Mucho peor que la hilaridad del ejecutivo me pareció que su acólito pensara que la ignorancia presidencial era tan trivial como para decirle al público que el emperador iba desnudo, y con la cara tiznada. No importa cuántas iniciativas de negocios haga un presidente universitario, debiera tener una pizca de cultura y no ser ignorante de algo que la mayoría de los estudiantes de noveno grado, por lo menos de su estado, en el caso al que me refiero, saben.

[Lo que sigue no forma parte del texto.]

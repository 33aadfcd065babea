use serde::{Deserialize, Serialize};
use uuid::Uuid;

/// Declares a UUID-backed identifier newtype with the usual conversions.
macro_rules! uuid_id {
    ($(#[$meta:meta])* $name:ident) => {
        $(#[$meta])*
        #[derive(Debug, Clone, Copy, PartialEq, Eq, PartialOrd, Ord, Hash, Serialize, Deserialize)]
        #[serde(transparent)]
        pub struct $name(Uuid);

        impl $name {
            /// Creates a new random identifier.
            pub fn new() -> Self {
                Self(Uuid::new_v4())
            }

            /// Creates an identifier from an existing UUID.
            pub fn from_uuid(uuid: Uuid) -> Self {
                Self(uuid)
            }

            /// Returns the underlying UUID.
            pub fn as_uuid(&self) -> Uuid {
                self.0
            }
        }

        impl Default for $name {
            fn default() -> Self {
                Self::new()
            }
        }

        impl std::fmt::Display for $name {
            fn fmt(&self, f: &mut std::fmt::Formatter<'_>) -> std::fmt::Result {
                write!(f, "{}", self.0)
            }
        }

        impl From<Uuid> for $name {
            fn from(uuid: Uuid) -> Self {
                Self(uuid)
            }
        }

        impl From<$name> for Uuid {
            fn from(id: $name) -> Self {
                id.0
            }
        }
    };
}

uuid_id!(
    /// Storage-native product key assigned by the catalog.
    ProductId
);

uuid_id!(
    /// Identifier of a single sale ledger entry.
    SaleId
);

uuid_id!(
    /// Identifier shared by every ledger entry written for one checkout attempt.
    CheckoutId
);

/// Outcome of checking whether a caller-supplied string is a well-formed product key.
#[derive(Debug, Clone, Copy, PartialEq, Eq)]
pub enum IdentifierCheck {
    Valid(ProductId),
    Invalid,
}

impl IdentifierCheck {
    /// Returns the parsed id when the check passed.
    pub fn valid(self) -> Option<ProductId> {
        match self {
            IdentifierCheck::Valid(id) => Some(id),
            IdentifierCheck::Invalid => None,
        }
    }
}

impl ProductId {
    /// Validates the shape of a raw identifier without touching storage.
    ///
    /// Surrounding whitespace is ignored. Anything that is not a UUID,
    /// including the empty string, is [`IdentifierCheck::Invalid`].
    pub fn parse(raw: &str) -> IdentifierCheck {
        match Uuid::parse_str(raw.trim()) {
            Ok(uuid) => IdentifierCheck::Valid(Self(uuid)),
            Err(_) => IdentifierCheck::Invalid,
        }
    }
}

/// Opaque buyer identity (typically an email) forwarded by the auth layer.
#[derive(Debug, Clone, PartialEq, Eq, Hash, Serialize, Deserialize)]
#[serde(transparent)]
pub struct BuyerId(String);

impl BuyerId {
    const ANONYMOUS: &'static str = "anonymous";

    /// Creates a buyer identity; blank input becomes the anonymous buyer.
    pub fn new(identity: impl Into<String>) -> Self {
        let identity = identity.into();
        let trimmed = identity.trim();
        if trimmed.is_empty() {
            Self::anonymous()
        } else {
            Self(trimmed.to_string())
        }
    }

    /// The identity used when the caller is not authenticated.
    pub fn anonymous() -> Self {
        Self(Self::ANONYMOUS.to_string())
    }

    pub fn as_str(&self) -> &str {
        &self.0
    }
}

impl std::fmt::Display for BuyerId {
    fn fmt(&self, f: &mut std::fmt::Formatter<'_>) -> std::fmt::Result {
        write!(f, "{}", self.0)
    }
}

impl From<&str> for BuyerId {
    fn from(s: &str) -> Self {
        Self::new(s)
    }
}

impl From<String> for BuyerId {
    fn from(s: String) -> Self {
        Self::new(s)
    }
}

#[cfg(test)]
mod tests {
    use super::*;

    #[test]
    fn product_id_new_creates_unique_ids() {
        let id1 = ProductId::new();
        let id2 = ProductId::new();
        assert_ne!(id1, id2);
    }

    #[test]
    fn product_id_parse_accepts_uuid() {
        let id = ProductId::new();
        assert_eq!(ProductId::parse(&id.to_string()), IdentifierCheck::Valid(id));
        assert_eq!(
            ProductId::parse(&format!("  {id}\n")),
            IdentifierCheck::Valid(id)
        );
    }

    #[test]
    fn product_id_parse_rejects_malformed_input() {
        assert_eq!(ProductId::parse("zzz"), IdentifierCheck::Invalid);
        assert_eq!(ProductId::parse(""), IdentifierCheck::Invalid);
        assert_eq!(
            ProductId::parse("507f1f77bcf86cd799439011"),
            IdentifierCheck::Invalid
        );
        assert_eq!(ProductId::parse("zzz").valid(), None);
    }

    #[test]
    fn sale_id_from_uuid_preserves_value() {
        let uuid = Uuid::new_v4();
        let id = SaleId::from_uuid(uuid);
        assert_eq!(id.as_uuid(), uuid);
    }

    #[test]
    fn checkout_id_serialization_roundtrip() {
        let id = CheckoutId::new();
        let json = serde_json::to_string(&id).unwrap();
        let deserialized: CheckoutId = serde_json::from_str(&json).unwrap();
        assert_eq!(id, deserialized);
    }

    #[test]
    fn blank_buyer_is_anonymous() {
        assert_eq!(BuyerId::new("   "), BuyerId::anonymous());
        assert_eq!(BuyerId::new(" ana@example.com ").as_str(), "ana@example.com");
    }
}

Claro que, como alguien anónimo dijo en el siglo XVII, lo mismo puede ser leído por los inteligentes que por los limitados. Me imagino que aquel señor presidente nunca le dio importancia a Dickens ni aprendió nada de él, sino que se dedicó a los números. Y hoy día los tecnócratas no tienen que saber nada excepto sus técnicas. Pero un jefe de estado no puede darse el lujo de no saber geografía ni historia. Es lo que demostró a cabalidad george w. bush (siempre con minúscula) cuando estaba siendo entrevistado por la prensa y no sabía quién era el presidente de Pakistán ni dónde quedaba Chechenia y, una vez electo presidente, donde quedaba Puerto Rico. Nadie mejor taló a bush que el recién fallecido Christopher Hitchens. En una entrevista con Chris Matthews dijo:

[george w. bush] is lucky to be governor of Texas. He is unusually incurious, abnormally unintelligent, amazingly inarticulate, fantastically uncultured, extraordinarily uneducated, and apparently quite proud of all these things.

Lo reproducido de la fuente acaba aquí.